Objectives: This study aimed to assess the surgical quality, safety, and healthcare utilization associated with gastric cancer surgery in China, using international studies for benchmarking.
Design: A prospective registered study was conducted utilizing data from the Prevalence of Abdominal Complications After Gastroenterological Surgery study, comprised of 1859 patients without postoperative complications (non-POC group) and 412 patients with at least one POC group. Baseline characteristics, surgical outcomes, and healthcare utilization were compared between groups, and results were further contextualized through a review of international multicenter studies.
Setting: 20 centers across China, with data collected from December 2018 to December 2020.
Participants: 2271 patients who underwent gastrectomy for gastric cancer, including 1859 in the non-POC group and 412 in the POC group.
Main outcome measures: POC incidence, postoperative hospital stay, healthcare costs, and cross-regional comparisons of surgical quality.
Results: Patients with POCs exhibited distinct baseline and intraoperative profiles compared with those without. The most frequent complications were respiratory infections, anastomotic leakage, and non-leak intra-abdominal infections. Among surgical types, proximal gastrectomy had the highest POC incidence. Costs and postoperative hospital stay were significantly higher in patients with these complications. Compared with international cohorts, China demonstrated comparable surgical quality and complication profiles. However, the cost burden associated with major POCs was substantially lower in China, despite similar hospital stays.
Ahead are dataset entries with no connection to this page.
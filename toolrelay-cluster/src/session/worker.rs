use std::time::Duration;
use tokio::time::Instant;
use tokio_util::sync::CancellationToken;
use toolrelay_core::models::channel;
use toolrelay_core::{RequestEnvelope, RequestId, ResponseEnvelope, SessionId};
use tracing::{debug, error, info, warn};

use crate::broker::{SharedBroker, Subscription};
use crate::handler::{SessionContext, SharedHandler};
use crate::transport::{response_channel, CompletionError, TransportKind, TransportRequest};

/// Handler-side consumer of `requests:{sessionId}`
#[derive(Clone)]
pub(super) struct Worker {
    pub(super) session_id: SessionId,
    pub(super) broker: SharedBroker,
    pub(super) handler: SharedHandler,
    pub(super) request_timeout: Duration,
    pub(super) cancel: CancellationToken,
}

impl Worker {
    /// Consume request envelopes until cancelled or unsubscribed. Each
    /// request runs in its own task.
    pub(super) async fn run(self, mut requests: Subscription) {
        debug!(session_id = %self.session_id, "Session worker started");
        loop {
            let payload = tokio::select! {
                () = self.cancel.cancelled() => break,
                payload = requests.recv() => payload,
            };
            let Some(payload) = payload else {
                warn!(session_id = %self.session_id, "Request channel closed");
                break;
            };
            tokio::spawn(self.clone().process(payload));
        }
        debug!(session_id = %self.session_id, "Session worker stopped");
    }

    async fn process(self, payload: String) {
        let envelope = match RequestEnvelope::from_json(&payload) {
            Ok(envelope) => envelope,
            Err(e) => {
                if let Some(request_id) = RequestEnvelope::salvage_request_id(&payload) {
                    warn!(
                        session_id = %self.session_id,
                        request_id = %request_id,
                        error = %e,
                        "Malformed request envelope"
                    );
                    self.reply(
                        &request_id,
                        ResponseEnvelope::error(400, format!("Malformed request envelope: {e}")),
                    )
                    .await;
                } else {
                    warn!(
                        session_id = %self.session_id,
                        error = %e,
                        "Dropping unparsable request envelope"
                    );
                }
                return;
            }
        };

        let request_id = envelope.request_id.clone();
        let request = match TransportRequest::from_envelope(&envelope) {
            Ok(request) => request.with_close_signal(self.cancel.child_token()),
            Err(e) => {
                warn!(
                    session_id = %self.session_id,
                    request_id = %request_id,
                    error = %e,
                    "Invalid request envelope"
                );
                self.reply(&request_id, ResponseEnvelope::error(400, e.to_string()))
                    .await;
                return;
            }
        };

        let started = Instant::now();
        let response = self.invoke(&request_id, request).await;
        let Some(response) = response else {
            return;
        };

        debug!(
            session_id = %self.session_id,
            request_id = %request_id,
            status = response.status,
            elapsed_ms = started.elapsed().as_millis() as u64,
            "Request handled"
        );
        self.reply(&request_id, response).await;
    }

    /// Run the handler against a captured response. `None` when the handler
    /// did not finish in time: nothing is published and the caller times out.
    async fn invoke(
        &self,
        request_id: &RequestId,
        request: TransportRequest,
    ) -> Option<ResponseEnvelope> {
        let deadline = Instant::now() + self.request_timeout;
        let (writer, handle) = response_channel(TransportKind::Captured);
        let Some(completion) = handle.into_captured() else {
            error!(request_id = %request_id, "Factory returned a non-captured response handle");
            return Some(ResponseEnvelope::error(500, "Internal transport error"));
        };

        let ctx = SessionContext::new(self.session_id.clone(), self.broker.clone());
        let handler = self.handler.clone();
        let mut task = tokio::spawn(async move { handler.handle(ctx, request, writer).await });

        match completion.wait(self.request_timeout).await {
            Ok(captured) => {
                // Surface handler errors raised after the response was ended.
                tokio::spawn(log_late_failure(
                    self.session_id.clone(),
                    request_id.clone(),
                    task,
                ));
                Some(captured.into_envelope())
            }
            Err(CompletionError::Dropped) => {
                let message = match tokio::time::timeout_at(deadline, &mut task).await {
                    Ok(Ok(Ok(()))) => "Handler finished without ending the response".to_string(),
                    Ok(Ok(Err(e))) => e.to_string(),
                    Ok(Err(join_error)) if join_error.is_panic() => "Handler panicked".to_string(),
                    Ok(Err(_)) => "Handler was cancelled".to_string(),
                    Err(_) => {
                        task.abort();
                        "Response dropped before completion".to_string()
                    }
                };
                error!(
                    session_id = %self.session_id,
                    request_id = %request_id,
                    error = %message,
                    "Handler failed"
                );
                Some(ResponseEnvelope::error(500, message))
            }
            Err(CompletionError::TimedOut) => {
                task.abort();
                warn!(
                    session_id = %self.session_id,
                    request_id = %request_id,
                    timeout_ms = self.request_timeout.as_millis() as u64,
                    "Handler did not complete in time"
                );
                None
            }
        }
    }

    /// Publish the response envelope. Failures leave the caller to time out.
    async fn reply(&self, request_id: &RequestId, response: ResponseEnvelope) {
        let payload = match response.to_json() {
            Ok(payload) => payload,
            Err(e) => {
                error!(request_id = %request_id, error = %e, "Failed to serialize response envelope");
                return;
            }
        };

        let reply_channel = channel::responses(&self.session_id, request_id);
        match self.broker.publish(&reply_channel, &payload).await {
            Ok(0) => info!(
                session_id = %self.session_id,
                request_id = %request_id,
                "No caller waiting for response"
            ),
            Ok(_) => {}
            Err(e) => error!(
                session_id = %self.session_id,
                request_id = %request_id,
                error = %e,
                "Failed to publish response envelope"
            ),
        }
    }
}

async fn log_late_failure(
    session_id: SessionId,
    request_id: RequestId,
    task: tokio::task::JoinHandle<anyhow::Result<()>>,
) {
    match task.await {
        Ok(Ok(())) => {}
        Ok(Err(e)) => warn!(
            session_id = %session_id,
            request_id = %request_id,
            error = %e,
            "Handler failed after ending the response"
        ),
        Err(join_error) => warn!(
            session_id = %session_id,
            request_id = %request_id,
            error = %join_error,
            "Handler task aborted after ending the response"
        ),
    }
}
Conclusion: China's gastric cancer surgery outcomes align with international standards in terms of surgical quality and complication rates. Notably, major complications were associated with significantly lower costs than those reported internationally, suggesting greater cost advantages in postoperative management. These findings highlight the value of robust complication reporting systems and evidence-based management protocols in delivering cost-effective, high-quality surgical care.